BB&T Corp. (BBT) lost a bid to recover at least $688 million in taxes and penalties as a federal judge ruled a series of transactions with Barclays Plc (BARC), aimed at generating tax credits, lacked economic substance.
U.S. Court of Federal Claims Judge Thomas Wheeler in Washington yesterday slammed BB&T, Barclays and other participants in the transactions, including the KPMG consultancy and the Sidley Austin LLP law firm, for conduct he said was "nothing short of reprehensible." BB&T "engaged in an economically meaningless tax shelter" Wheeler said.
Those firms followed a path "rife with its conflicts of interest, questionable pro forma legal and accounting opinions, and a taxpayer with a seemingly insatiable appetite for tax avoidance," Wheeler wrote, upholding the Internal Revenue Service's rejection of transactions from August 2002 through April 5, 2007.
BB&T said it expects to book a $250 million charge this quarter because of the ruling, at least the second charge the bank has taken in connection with the case. In February, BB&T announced a $281 million charge after Bank of New York Mellon Corp., lost a similar lawsuit involving deals with Barclays designed to generate tax savings.
This quarter's charge and previous reserves fully address the bank's liability for the disallowed transaction, and the company will remain profitable in the period, BB&T Chief Executive Officer Kelly S. King said in a statement.
"We are surprised and very disappointed with the court's ruling and continue to firmly believe that this was a legitimate financing transaction," King said. "We will continue to review the decision and evaluate our legal options."
BB&T was seeking to recover payments made after the IRS objected to the bank's use of foreign tax credits and other deductions. The lender has said it initially complied with a 2010 IRS demand for $892 million in taxes, penalties and interest.
The Winston-Salem, North Carolina-based then sought to recover money through its lawsuit, filed in March 2010. It booked some of the anticipated proceeds as a receivable, according to a November filing, meaning that it expected a recovery.
BB&T sought $688 million in its complaint while Wheeler said in his ruling that the amount at issue is $772 million.
BB&T's shares have climbed 20 percent to $35.05 this year, lagging behind the 25 percent gain in the 81-company Standard and Poor's 500 Financials Index.
Manuel Goncalves, a KPMG spokesman, declined to comment on yesterday's decision, citing a confidentiality obligation to the firm's clients. Kellie Mullins, a spokeswoman for Chicago-based Sidley Austin, didn't immediately reply yesterday to phone messages, and no one responded to a request for comment left on Barclays media relations line in New York.

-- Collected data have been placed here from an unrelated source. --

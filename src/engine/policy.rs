//! Focus-concept selection.
//!
//! Priority order, first match wins:
//!   1. stay on the current concept while accuracy sits in the 60-90% band
//!   2. fall back to an unmastered prerequisite when struggling (<60%)
//!   3. advance past a mastered or too-easy concept
//!   4. weakest recently-practiced unmastered concept
//!   5. next untouched concept in curriculum order
//!   6. lowest mastery overall
//!
//! Rules 4-6 apply a variety constraint: the concept practiced last is
//! dropped from the pool whenever another candidate qualifies, and ties are
//! broken by an additive score of need (1 - mastery), a virgin bonus for
//! untouched concepts, and a recency penalty.

use std::collections::HashMap;

use crate::config::AdaptiveConfig;
use crate::engine::analysis::RecentAnalysis;
use crate::engine::elo::{self, SkillState};
use crate::store::operations::curriculum::Concept;

/// Attempts required on every prerequisite before a concept opens up.
const SOFT_PREREQ_ATTEMPTS: u32 = 2;

pub struct FocusInput<'a> {
    /// Concepts of the active topic, ordered by `order_index`.
    pub concepts: &'a [Concept],
    pub skills: &'a HashMap<String, SkillState>,
    pub analysis: &'a RecentAnalysis,
    /// Concept of the item currently (or most recently) displayed.
    pub current_concept_id: Option<&'a str>,
    /// Concept of the last recorded attempt, for the variety constraint.
    pub last_concept_id: Option<&'a str>,
}

pub fn select_focus(input: &FocusInput<'_>, config: &AdaptiveConfig) -> Option<String> {
    let selectable: Vec<&Concept> = input
        .concepts
        .iter()
        .filter(|c| !c.visual_required)
        .collect();
    if selectable.is_empty() {
        return None;
    }

    let by_id: HashMap<&str, &Concept> = selectable.iter().map(|c| (c.id.as_str(), *c)).collect();

    if let Some(current_id) = input.current_concept_id {
        if let Some(current) = by_id.get(current_id) {
            if let Some(focus) = check_current(input, current, &by_id, &selectable) {
                return Some(focus);
            }
        }
    }

    // Rule 4: weakest recently-practiced, unmastered, available concept.
    let mut practiced: Vec<(&Concept, f64)> = selectable
        .iter()
        .filter_map(|c| {
            let accuracy = input.analysis.concept_accuracy(&c.id)?;
            if is_mastered(input, c) || !is_available(input, c) {
                return None;
            }
            Some((*c, accuracy))
        })
        .collect();
    apply_variety(&mut practiced, input.last_concept_id);
    if let Some(weakest) = practiced
        .iter()
        .min_by(|a, b| {
            a.1.partial_cmp(&b.1)
                .unwrap_or(std::cmp::Ordering::Equal)
                .then_with(|| {
                    variety_score(input, b.0, config)
                        .partial_cmp(&variety_score(input, a.0, config))
                        .unwrap_or(std::cmp::Ordering::Equal)
                })
        })
        .map(|(c, _)| c.id.clone())
    {
        return Some(weakest);
    }

    // Rule 5: next untouched concept in curriculum order.
    if let Some(untouched) = selectable
        .iter()
        .find(|c| attempts_of(input, &c.id) == 0 && is_available(input, c))
    {
        return Some(untouched.id.clone());
    }

    // Rule 6: lowest mastery over the whole topic, scored for variety.
    let mut pool: Vec<(&Concept, f64)> = selectable
        .iter()
        .map(|c| (*c, mastery_of(input, &c.id)))
        .collect();
    apply_variety(&mut pool, input.last_concept_id);
    pool.iter()
        .max_by(|a, b| {
            variety_score(input, a.0, config)
                .partial_cmp(&variety_score(input, b.0, config))
                .unwrap_or(std::cmp::Ordering::Equal)
        })
        .map(|(c, _)| c.id.clone())
}

/// Rules 1-3, anchored on the current concept.
fn check_current(
    input: &FocusInput<'_>,
    current: &Concept,
    by_id: &HashMap<&str, &Concept>,
    selectable: &[&Concept],
) -> Option<String> {
    let stats = input.analysis.per_concept.get(&current.id)?;
    let accuracy = stats.accuracy;
    let mastered = is_mastered(input, current);

    // Rule 1: sweet spot, keep practicing.
    if (0.60..=0.90).contains(&accuracy) && !mastered {
        return Some(current.id.clone());
    }

    // Rule 2: struggling, back off to the first unmastered prerequisite.
    if accuracy < 0.60 {
        let mut prereqs = current.prerequisites.clone();
        prereqs.sort();
        for prereq_id in &prereqs {
            if let Some(prereq) = by_id.get(prereq_id.as_str()) {
                if !is_mastered(input, prereq) {
                    return Some(prereq.id.clone());
                }
            }
        }
    }

    // Rule 3: mastered or cruising, advance to the next unmastered concept.
    if mastered || accuracy > 0.90 {
        let mut seen_current = false;
        for concept in selectable {
            if concept.id == current.id {
                seen_current = true;
                continue;
            }
            if seen_current && !is_mastered(input, concept) && is_available(input, concept) {
                return Some(concept.id.clone());
            }
        }
    }

    None
}

/// Drop the last practiced concept from a pool that has alternatives.
fn apply_variety(pool: &mut Vec<(&Concept, f64)>, last_concept_id: Option<&str>) {
    if pool.len() < 2 {
        return;
    }
    if let Some(last) = last_concept_id {
        pool.retain(|(c, _)| c.id != last);
    }
}

fn variety_score(input: &FocusInput<'_>, concept: &Concept, config: &AdaptiveConfig) -> f64 {
    let need = 1.0 - mastery_of(input, &concept.id);
    let virgin = if attempts_of(input, &concept.id) == 0 {
        config.virgin_bonus
    } else {
        0.0
    };
    let recency = if input.last_concept_id == Some(concept.id.as_str()) {
        config.recency_penalty
    } else {
        0.0
    };
    need + virgin - recency
}

fn mastery_of(input: &FocusInput<'_>, concept_id: &str) -> f64 {
    input
        .skills
        .get(concept_id)
        .map(|s| s.mastery)
        .unwrap_or(0.0)
}

fn attempts_of(input: &FocusInput<'_>, concept_id: &str) -> u32 {
    input
        .skills
        .get(concept_id)
        .map(|s| s.total_attempts)
        .unwrap_or(0)
}

fn is_mastered(input: &FocusInput<'_>, concept: &Concept) -> bool {
    elo::is_mastered(mastery_of(input, &concept.id), concept.mastery_threshold)
}

/// Soft prerequisite gate: every prerequisite needs a minimum number of
/// attempts, mastery not required.
fn is_available(input: &FocusInput<'_>, concept: &Concept) -> bool {
    concept
        .prerequisites
        .iter()
        .all(|p| attempts_of(input, p) >= SOFT_PREREQ_ATTEMPTS)
}

#[cfg(test)]
mod tests {
    use chrono::Utc;

    use crate::engine::analysis::{analyze, RecentAttempt};

    use super::*;

    fn concept(id: &str, order: u32, prereqs: &[&str]) -> Concept {
        Concept {
            id: id.to_string(),
            topic_id: "t1".to_string(),
            name: id.to_string(),
            description: String::new(),
            order_index: order,
            prerequisites: prereqs.iter().map(|p| p.to_string()).collect(),
            mastery_threshold: 0.75,
            visual_required: false,
            created_at: Utc::now(),
        }
    }

    fn skill(mastery: f64, attempts: u32) -> SkillState {
        SkillState {
            rating: 800.0,
            uncertainty: 350.0,
            mastery,
            total_attempts: attempts,
            correct_attempts: attempts,
            last_updated: Utc::now(),
        }
    }

    fn recent(concept_id: &str, outcomes: &[bool]) -> Vec<RecentAttempt> {
        outcomes
            .iter()
            .map(|ok| RecentAttempt {
                concept_id: concept_id.to_string(),
                is_correct: *ok,
            })
            .collect()
    }

    #[test]
    fn stays_in_sweet_spot() {
        let concepts = vec![concept("c1", 0, &[]), concept("c2", 1, &["c1"])];
        let mut skills = HashMap::new();
        skills.insert("c1".to_string(), skill(0.4, 5));
        let analysis = analyze(&recent("c1", &[true, true, true, false, true]));

        let focus = select_focus(
            &FocusInput {
                concepts: &concepts,
                skills: &skills,
                analysis: &analysis,
                current_concept_id: Some("c1"),
                last_concept_id: Some("c1"),
            },
            &AdaptiveConfig::default(),
        );
        assert_eq!(focus.as_deref(), Some("c1"));
    }

    #[test]
    fn falls_back_to_unmastered_prerequisite() {
        // c3 at 40% accuracy; prerequisite c1 is mastered, c2 is not.
        let concepts = vec![
            concept("c1", 0, &[]),
            concept("c2", 1, &[]),
            concept("c3", 2, &["c1", "c2"]),
        ];
        let mut skills = HashMap::new();
        skills.insert("c1".to_string(), skill(0.9, 10));
        skills.insert("c2".to_string(), skill(0.4, 4));
        skills.insert("c3".to_string(), skill(0.2, 5));
        let analysis = analyze(&recent("c3", &[false, false, true, false, true]));

        let focus = select_focus(
            &FocusInput {
                concepts: &concepts,
                skills: &skills,
                analysis: &analysis,
                current_concept_id: Some("c3"),
                last_concept_id: Some("c3"),
            },
            &AdaptiveConfig::default(),
        );
        assert_eq!(focus.as_deref(), Some("c2"));
    }

    #[test]
    fn advances_past_mastered_concept() {
        // A mastered concept advances focus to the next unmastered one.
        let concepts = vec![concept("c1", 0, &[]), concept("c2", 1, &[])];
        let mut skills = HashMap::new();
        skills.insert("c1".to_string(), skill(0.83, 10));
        let analysis = analyze(&recent(
            "c1",
            &[true, true, true, true, true, true, true, true, true, false],
        ));

        let focus = select_focus(
            &FocusInput {
                concepts: &concepts,
                skills: &skills,
                analysis: &analysis,
                current_concept_id: Some("c1"),
                last_concept_id: Some("c1"),
            },
            &AdaptiveConfig::default(),
        );
        assert_eq!(focus.as_deref(), Some("c2"));
    }

    #[test]
    fn picks_weakest_recent_concept() {
        let concepts = vec![concept("c1", 0, &[]), concept("c2", 1, &[])];
        let mut skills = HashMap::new();
        skills.insert("c1".to_string(), skill(0.3, 4));
        skills.insert("c2".to_string(), skill(0.3, 4));
        let mut attempts = recent("c1", &[false, false, true]);
        attempts.extend(recent("c2", &[true, true, false]));
        let analysis = analyze(&attempts);

        let focus = select_focus(
            &FocusInput {
                concepts: &concepts,
                skills: &skills,
                analysis: &analysis,
                current_concept_id: None,
                last_concept_id: Some("c2"),
            },
            &AdaptiveConfig::default(),
        );
        assert_eq!(focus.as_deref(), Some("c1"));
    }

    #[test]
    fn untouched_concept_in_order() {
        let concepts = vec![
            concept("c1", 0, &[]),
            concept("c2", 1, &[]),
            concept("c3", 2, &[]),
        ];
        let mut skills = HashMap::new();
        skills.insert("c1".to_string(), skill(0.8, 10));
        // No recent attempts at all: rules 1-4 have nothing to work with.
        let analysis = analyze(&[]);

        let focus = select_focus(
            &FocusInput {
                concepts: &concepts,
                skills: &skills,
                analysis: &analysis,
                current_concept_id: None,
                last_concept_id: None,
            },
            &AdaptiveConfig::default(),
        );
        assert_eq!(focus.as_deref(), Some("c2"));
    }

    #[test]
    fn soft_prereq_gates_untouched_concepts() {
        let concepts = vec![concept("c1", 0, &[]), concept("c2", 1, &["c1"])];
        let mut skills = HashMap::new();
        // c1 practiced once only: c2 is not yet available.
        skills.insert("c1".to_string(), skill(0.9, 1));
        let analysis = analyze(&[]);

        let focus = select_focus(
            &FocusInput {
                concepts: &concepts,
                skills: &skills,
                analysis: &analysis,
                current_concept_id: None,
                last_concept_id: None,
            },
            &AdaptiveConfig::default(),
        );
        // Falls to rule 6 and picks the lowest-mastery concept instead.
        assert_eq!(focus.as_deref(), Some("c2"));

        skills.insert("c1".to_string(), skill(0.9, 2));
        let focus = select_focus(
            &FocusInput {
                concepts: &concepts,
                skills: &skills,
                analysis: &analysis,
                current_concept_id: None,
                last_concept_id: None,
            },
            &AdaptiveConfig::default(),
        );
        assert_eq!(focus.as_deref(), Some("c2"));
    }

    #[test]
    fn never_repeats_last_concept_with_alternatives() {
        let concepts = vec![concept("c1", 0, &[]), concept("c2", 1, &[])];
        let mut skills = HashMap::new();
        skills.insert("c1".to_string(), skill(0.5, 4));
        skills.insert("c2".to_string(), skill(0.5, 4));
        let mut attempts = recent("c1", &[false, false]);
        attempts.extend(recent("c2", &[false, true]));
        let analysis = analyze(&attempts);

        let focus = select_focus(
            &FocusInput {
                concepts: &concepts,
                skills: &skills,
                analysis: &analysis,
                current_concept_id: None,
                last_concept_id: Some("c1"),
            },
            &AdaptiveConfig::default(),
        );
        // c1 is weaker but was just practiced; c2 qualifies, so c1 is skipped.
        assert_eq!(focus.as_deref(), Some("c2"));
    }

    #[test]
    fn repeats_when_sole_candidate() {
        let concepts = vec![concept("c1", 0, &[])];
        let mut skills = HashMap::new();
        skills.insert("c1".to_string(), skill(0.2, 3));
        let analysis = analyze(&recent("c1", &[false, false, false]));

        let focus = select_focus(
            &FocusInput {
                concepts: &concepts,
                skills: &skills,
                analysis: &analysis,
                current_concept_id: None,
                last_concept_id: Some("c1"),
            },
            &AdaptiveConfig::default(),
        );
        assert_eq!(focus.as_deref(), Some("c1"));
    }

    #[test]
    fn skips_visual_required_concepts() {
        let mut visual = concept("c1", 0, &[]);
        visual.visual_required = true;
        let concepts = vec![visual, concept("c2", 1, &[])];
        let analysis = analyze(&[]);

        let focus = select_focus(
            &FocusInput {
                concepts: &concepts,
                skills: &HashMap::new(),
                analysis: &analysis,
                current_concept_id: None,
                last_concept_id: None,
            },
            &AdaptiveConfig::default(),
        );
        assert_eq!(focus.as_deref(), Some("c2"));
    }
}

The "ruling sends a strong message that no matter how sophisticated the scheme, these sham tax shelters will not stand," Kathryn Keneally, assistant attorney general for the Justice Department's tax division, said in a statement.
Wheeler's decision rejected the validity of an elaborate set of financial exchanges known as a Structured Trust Advantaged Repackaged Securities, or STARS, transaction. The arrangements with BB&T and BNY Mellon (BK) were among six sets of STARS transactions Barclays entered into with U.S. banks, according to the ruling.
In the BB&T transactions, the bank established a trust containing $6 billion in revenue-producing assets. Monthly revenue from the trust was cycled through a British trustee, which served as the basis for British taxation, according to Wheeler's decision.
The assessment of taxes generated British tax credits which were split evenly between Barclays and BB&T, according to the ruling.
There are at least two more lawsuits pending against the IRS over STARS transactions, one brought by Wells Fargo & Co. (WFC), the other by Banco Santander SA. (SAN)
"The weight of evidence shows that tax avoidance was singularly and precisely the goal pursued in execution of the STARS transactions" by BB&T, Wheeler wrote.
Wheeler said he agreed with a government expert who said that "the human effort, the amount of creativity and overall effort that was put into this transaction is a waste of human potential."
The case is Salem Financial Inc. v. U.S., 10-192, U.S. Court of Federal Claims (Washington).